The justices will hear oral arguments that day in challenges by two family owned corporations to the Obama administration's abortion/contraception mandate, which requires employers to provide abortion-causing drugs for their workers. Hobby Lobby, a nationwide retail chain based in Oklahoma City, and Conestoga Wood Specialties, a Pennsylvania business, contend the federal regulation violates their owners' consciences and a 1993 law protecting religious liberty.
Religious freedom advocates predict the Supreme Court's decision will be far-reaching.
The high court's opinion "will determine the next 100 years of church/state jurisprudence," said Russell D. Moore, president of the Southern Baptist Ethics & Religious Liberty Commission.
Joshua Hawley, a lawyer assisting Hobby Lobby, described it as "a landmark case."
"It has major significance for religious liberty" and "for what constitutional rights business owners can claim," said Hawley, a member of the Becket Fund for Religious Liberty's legal team and an associate professor at the University of Missouri School of Law.

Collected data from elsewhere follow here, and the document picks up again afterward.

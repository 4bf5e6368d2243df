//! JSON configuration for the detection pipeline.

use crate::calibration::{CalibrationParams, CalibrationStore, JsonFileRepository};
use crate::fusion::{FusionEngine, FusionParams};
use crate::orchestrator::{LoopTiming, SessionParams};
use crate::source::CaptureConfig;
use crate::tip::{TipDetector, TipDetectorParams, TipParamsError};
use serde::{Deserialize, Serialize};
use std::{
    fs,
    path::{Path, PathBuf},
};

#[derive(thiserror::Error, Debug)]
pub enum ConfigError {
    #[error(transparent)]
    Io(#[from] std::io::Error),
    #[error(transparent)]
    Json(#[from] serde_json::Error),
    #[error("invalid configuration: {0}")]
    Invalid(#[from] InvalidConfig),
}

/// Settings that parse but cannot drive a session.
#[derive(thiserror::Error, Debug, Clone, PartialEq)]
pub enum InvalidConfig {
    #[error("tip: {0}")]
    Tip(#[from] TipParamsError),
    #[error("session.max_darts must be at least 1")]
    NoDartsPerTurn,
}

/// Everything the detection service needs besides cameras and calibrations.
/// Missing fields take their defaults, so `{}` is a valid config.
#[derive(Debug, Clone, PartialEq, Serialize, Deserialize)]
#[serde(default)]
pub struct DetectionConfig {
    pub capture: CaptureConfig,
    pub calibration: CalibrationParams,
    /// Where calibrations persist; defaults to `calibrations.json`.
    pub calibration_path: Option<PathBuf>,
    pub tip: TipDetectorParams,
    pub fusion: FusionParams,
    pub session: SessionParams,
    pub timing: LoopTiming,
    /// Gaussian sigma applied to board-space frames before differencing.
    pub preprocess_sigma: f32,
}

impl Default for DetectionConfig {
    fn default() -> Self {
        Self {
            capture: CaptureConfig::default(),
            calibration: CalibrationParams::default(),
            calibration_path: None,
            tip: TipDetectorParams::default(),
            fusion: FusionParams::default(),
            session: SessionParams::default(),
            timing: LoopTiming::default(),
            preprocess_sigma: 1.1,
        }
    }
}

impl DetectionConfig {
    /// Load and validate a JSON config from disk.
    pub fn load_json(path: impl AsRef<Path>) -> Result<Self, ConfigError> {
        let raw = fs::read_to_string(path)?;
        let cfg: Self = serde_json::from_str(&raw)?;
        cfg.validate()?;
        Ok(cfg)
    }

    pub fn validate(&self) -> Result<(), InvalidConfig> {
        self.tip.validate()?;
        if self.session.max_darts == 0 {
            return Err(InvalidConfig::NoDartsPerTurn);
        }
        Ok(())
    }

    /// Write this config to disk as pretty JSON.
    pub fn write_json(&self, path: impl AsRef<Path>) -> Result<(), ConfigError> {
        let json = serde_json::to_string_pretty(self)?;
        fs::write(path, json)?;
        Ok(())
    }

    /// Resolve the calibration file path.
    pub fn calibration_path(&self) -> PathBuf {
        self.calibration_path
            .clone()
            .unwrap_or_else(|| PathBuf::from("calibrations.json"))
    }

    /// Open the calibration store backed by [`Self::calibration_path`].
    pub fn open_calibration_store(&self) -> CalibrationStore {
        CalibrationStore::open(
            Box::new(JsonFileRepository::new(self.calibration_path())),
            self.calibration.clone(),
        )
    }

    pub fn build_tip_detector(&self) -> TipDetector {
        TipDetector::new(self.tip.clone())
    }

    pub fn build_fusion(&self) -> FusionEngine {
        FusionEngine::new(self.fusion.clone())
    }
}
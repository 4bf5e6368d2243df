//! Board-space position to dartboard score via polar geometry.

use crate::segment::Segment;
use dart_vision_core::RingRadii;
use nalgebra::{Point2, Vector2};
use serde::{Deserialize, Serialize};

/// Wedge numbers clockwise from 12 o'clock.
pub const SEGMENT_ORDER: [u8; 20] = [
    20, 1, 18, 4, 13, 6, 10, 15, 2, 17, 3, 19, 7, 16, 8, 11, 14, 9, 12, 5,
];

/// Angular width of one wedge, in degrees.
pub const WEDGE_DEGREES: f32 = 18.0;

/// Radial push-out applied by [`ScoreCalculator::score_with_tip_compensation`]
/// unless the caller picks another factor.
pub const DEFAULT_TIP_COMPENSATION: f32 = 0.215;

/// Wedge number for an angle measured clockwise from 12 o'clock.
///
/// Each wedge covers `[start, start + 18)`; the `20` wedge straddles the
/// seam and covers `[351, 360) ∪ [0, 9)`. Any finite angle is accepted and
/// wrapped into `[0, 360)` first.
pub fn segment_from_angle(angle_deg: f32) -> u8 {
    let a = angle_deg.rem_euclid(360.0);
    // Shift by half a wedge so the `20` wedge starts at zero.
    let shifted = (a + WEDGE_DEGREES / 2.0).rem_euclid(360.0);
    let idx = ((shifted / WEDGE_DEGREES).floor() as usize).min(SEGMENT_ORDER.len() - 1);
    SEGMENT_ORDER[idx]
}

#[derive(Clone, Copy, Debug, PartialEq, Serialize, Deserialize)]
pub struct ScoreResult {
    pub segment: Segment,
    pub value: u32,
    pub multiplier: u32,
    /// Distance from the board centre in board-space pixels.
    pub radius: f32,
    /// Degrees clockwise from 12 o'clock, in `[0, 360)`.
    pub angle: f32,
}

/// Scores board-space positions for one calibrated camera.
#[derive(Clone, Copy, Debug, PartialEq)]
pub struct ScoreCalculator {
    center: Point2<f32>,
    radii: RingRadii,
}

impl ScoreCalculator {
    pub fn new(center: Point2<f32>, radii: RingRadii) -> Self {
        Self { center, radii }
    }

    pub fn center(&self) -> Point2<f32> {
        self.center
    }

    pub fn radii(&self) -> &RingRadii {
        &self.radii
    }

    /// Radius and clockwise-from-top angle of `p`.
    ///
    /// Board space is y-down, so the y offset is negated before `atan2`.
    pub fn polar(&self, p: Point2<f32>) -> (f32, f32) {
        let d = p - self.center;
        let radius = d.norm();
        let math_angle = (-d.y).atan2(d.x).to_degrees();
        let angle = (90.0 - math_angle).rem_euclid(360.0);
        (radius, angle)
    }

    pub fn score(&self, x: f32, y: f32) -> ScoreResult {
        let (radius, angle) = self.polar(Point2::new(x, y));
        let segment = self.classify(radius, angle);
        ScoreResult {
            segment,
            value: segment.value(),
            multiplier: segment.multiplier(),
            radius,
            angle,
        }
    }

    /// Score after pushing the point outward along the centre→point vector by
    /// `factor` of its length.
    pub fn score_with_tip_compensation(&self, x: f32, y: f32, factor: f32) -> ScoreResult {
        let p = Point2::new(x, y);
        let d: Vector2<f32> = p - self.center;
        let q = p + d * factor;
        self.score(q.x, q.y)
    }

    // Ring tests are closed intervals, evaluated innermost first.
    fn classify(&self, radius: f32, angle: f32) -> Segment {
        let r = &self.radii;
        if radius <= r.bull_inner {
            return Segment::Bull;
        }
        if radius <= r.bull_outer {
            return Segment::OuterBull;
        }
        if radius > r.double_outer {
            return Segment::Miss;
        }

        let n = segment_from_angle(angle);
        if (r.triple_inner..=r.triple_outer).contains(&radius) {
            Segment::Triple(n)
        } else if (r.double_inner..=r.double_outer).contains(&radius) {
            Segment::Double(n)
        } else {
            Segment::Single(n)
        }
    }
}

#[cfg(test)]
mod tests {
    use super::*;
    use approx::assert_relative_eq;

    fn calculator() -> ScoreCalculator {
        ScoreCalculator::new(Point2::new(400.0, 400.0), RingRadii::for_canvas(800))
    }

    /// Board-space point at `radius` and clockwise `angle` from the top.
    fn at(radius: f32, angle: f32) -> (f32, f32) {
        let a = angle.to_radians();
        (400.0 + radius * a.sin(), 400.0 - radius * a.cos())
    }

    #[test]
    fn every_angle_maps_to_one_wedge() {
        let mut seen = std::collections::HashSet::new();
        for tenth in 0..3600 {
            let n = segment_from_angle(tenth as f32 / 10.0);
            assert!(SEGMENT_ORDER.contains(&n));
            seen.insert(n);
        }
        assert_eq!(seen.len(), 20);
    }

    #[test]
    fn twenty_wedge_straddles_the_seam() {
        for angle in [351.0, 355.0, 359.99, 0.0, 4.5, 8.99] {
            assert_eq!(segment_from_angle(angle), 20, "{angle}");
        }
        assert_eq!(segment_from_angle(9.0), 1);
        assert_eq!(segment_from_angle(350.99), 5);
        assert_eq!(segment_from_angle(-5.0), 20);
        assert_eq!(segment_from_angle(720.0), 20);
    }

    #[test]
    fn wedge_centres_follow_physical_order() {
        for (i, &n) in SEGMENT_ORDER.iter().enumerate() {
            assert_eq!(segment_from_angle(i as f32 * WEDGE_DEGREES), n);
        }
    }

    fn assert_angle(actual: f32, expected: f32) {
        let diff = (actual - expected).rem_euclid(360.0);
        assert!(diff.min(360.0 - diff) < 1e-3, "{actual} vs {expected}");
    }

    #[test]
    fn polar_is_clockwise_from_top() {
        let calc = calculator();
        let (r, a) = calc.polar(Point2::new(400.0, 300.0));
        assert_relative_eq!(r, 100.0);
        assert_angle(a, 0.0);
        let (_, a) = calc.polar(Point2::new(500.0, 400.0));
        assert_angle(a, 90.0);
        let (_, a) = calc.polar(Point2::new(400.0, 500.0));
        assert_angle(a, 180.0);
        let (_, a) = calc.polar(Point2::new(300.0, 400.0));
        assert_angle(a, 270.0);
    }

    #[test]
    fn cardinal_points_hit_the_right_wedges() {
        let calc = calculator();
        assert_eq!(calc.score(400.0, 300.0).segment, Segment::Single(20));
        assert_eq!(calc.score(500.0, 400.0).segment, Segment::Single(6));
        assert_eq!(calc.score(400.0, 500.0).segment, Segment::Single(3));
        assert_eq!(calc.score(300.0, 400.0).segment, Segment::Single(11));
    }

    #[test]
    fn zones_follow_radius_precedence() {
        let calc = calculator();
        let cases = [
            (0.0, Segment::Bull),
            (16.0, Segment::Bull),
            (16.5, Segment::OuterBull),
            (37.0, Segment::OuterBull),
            (37.5, Segment::Single(20)),
            (227.9, Segment::Single(20)),
            (228.0, Segment::Triple(20)),
            (240.0, Segment::Triple(20)),
            (251.0, Segment::Triple(20)),
            (251.5, Segment::Single(20)),
            (376.0, Segment::Double(20)),
            (400.0, Segment::Double(20)),
            (400.5, Segment::Miss),
        ];
        for (radius, expected) in cases {
            let (x, y) = at(radius, 0.0);
            let result = calc.score(x, y);
            assert_eq!(result.segment, expected, "radius {radius}");
            assert_eq!(result.value, expected.value());
            assert_eq!(result.multiplier, expected.multiplier());
        }
    }

    #[test]
    fn miss_scores_zero() {
        let result = calculator().score(10.0, 10.0);
        assert_eq!(result.segment, Segment::Miss);
        assert_eq!((result.value, result.multiplier), (0, 1));
    }

    #[test]
    fn tip_compensation_pushes_outward() {
        let calc = calculator();
        // Radius 200 is a plain single; 200 * 1.215 = 243 lands in the triple.
        let (x, y) = at(200.0, 0.0);
        assert_eq!(calc.score(x, y).segment, Segment::Single(20));
        let compensated = calc.score_with_tip_compensation(x, y, DEFAULT_TIP_COMPENSATION);
        assert_eq!(compensated.segment, Segment::Triple(20));
        assert_relative_eq!(compensated.radius, 243.0, epsilon = 1e-3);
    }

    #[test]
    fn compensation_keeps_the_centre_fixed() {
        let calc = calculator();
        let result = calc.score_with_tip_compensation(400.0, 400.0, 0.5);
        assert_eq!(result.segment, Segment::Bull);
    }
}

Matt Bowman, senior legal counsel for the Alliance Defending Freedom, explained to Baptist Press the consequences for not only the Green family, the evangelicals who own Hobby Lobby, and the Hahns, the pro-life Mennonite family that owns Conestoga Wood, but other people who seek to exercise their religious beliefs.
"If the Hahn and Green families lose, the door would be open to allow the government to force people of faith to pay massive fines threatening jobs and health coverage just simply because they are choosing not to violate their faith and conscience," Bowman told BP in an email interview.
"If the Hahn and Green families win, it will protect religious liberty as promised in the Constitution and American law, and people of faith will not be subject to massive fines just because they don't want to help destroy human life."
The arguments at the Supreme Court will arrive after more than two and a half years of protests by pro-life and religious freedom advocates. In implementing the 2010 health-care reform law, the Department of Health and Human Services announced in August 2011 a proposed rule requiring employers to pay for coverage of contraceptives, including ones that can induce abortions. Objections to the regulation failed to produce either a retraction from HHS or adequate conscience protections requested by religious liberty proponents.
More than 300 parties -- some nonprofit organizations and some for-profit corporations -- have combined to file 94 lawsuits against HHS in the meantime, according to the Becket Fund. The consolidated case the justices will hear March 25 involves for-profit businesses. The nonprofit cases have yet to work their way up to the high court.
While some conscientious objectors to the HHS rule oppose underwriting all contraceptives, Hobby Lobby and Conestoga Wood protest paying only for abortion-causing drugs. Federal appeals courts reached different conclusions last year in the lawsuits. The Third Circuit Court of Appeals in Philadelphia ruled for the federal government in Conestoga Wood's challenge, while the 10th Circuit Court in Denver sided with Hobby Lobby.
The principle involved in the case is rooted in theology and America's founding, Moore said.
"The government doesn't grant us religious liberty; God does," he told Baptist Press in a written statement. "The government is to recognize that God-given natural right for all persons to freely exercise their religious convictions.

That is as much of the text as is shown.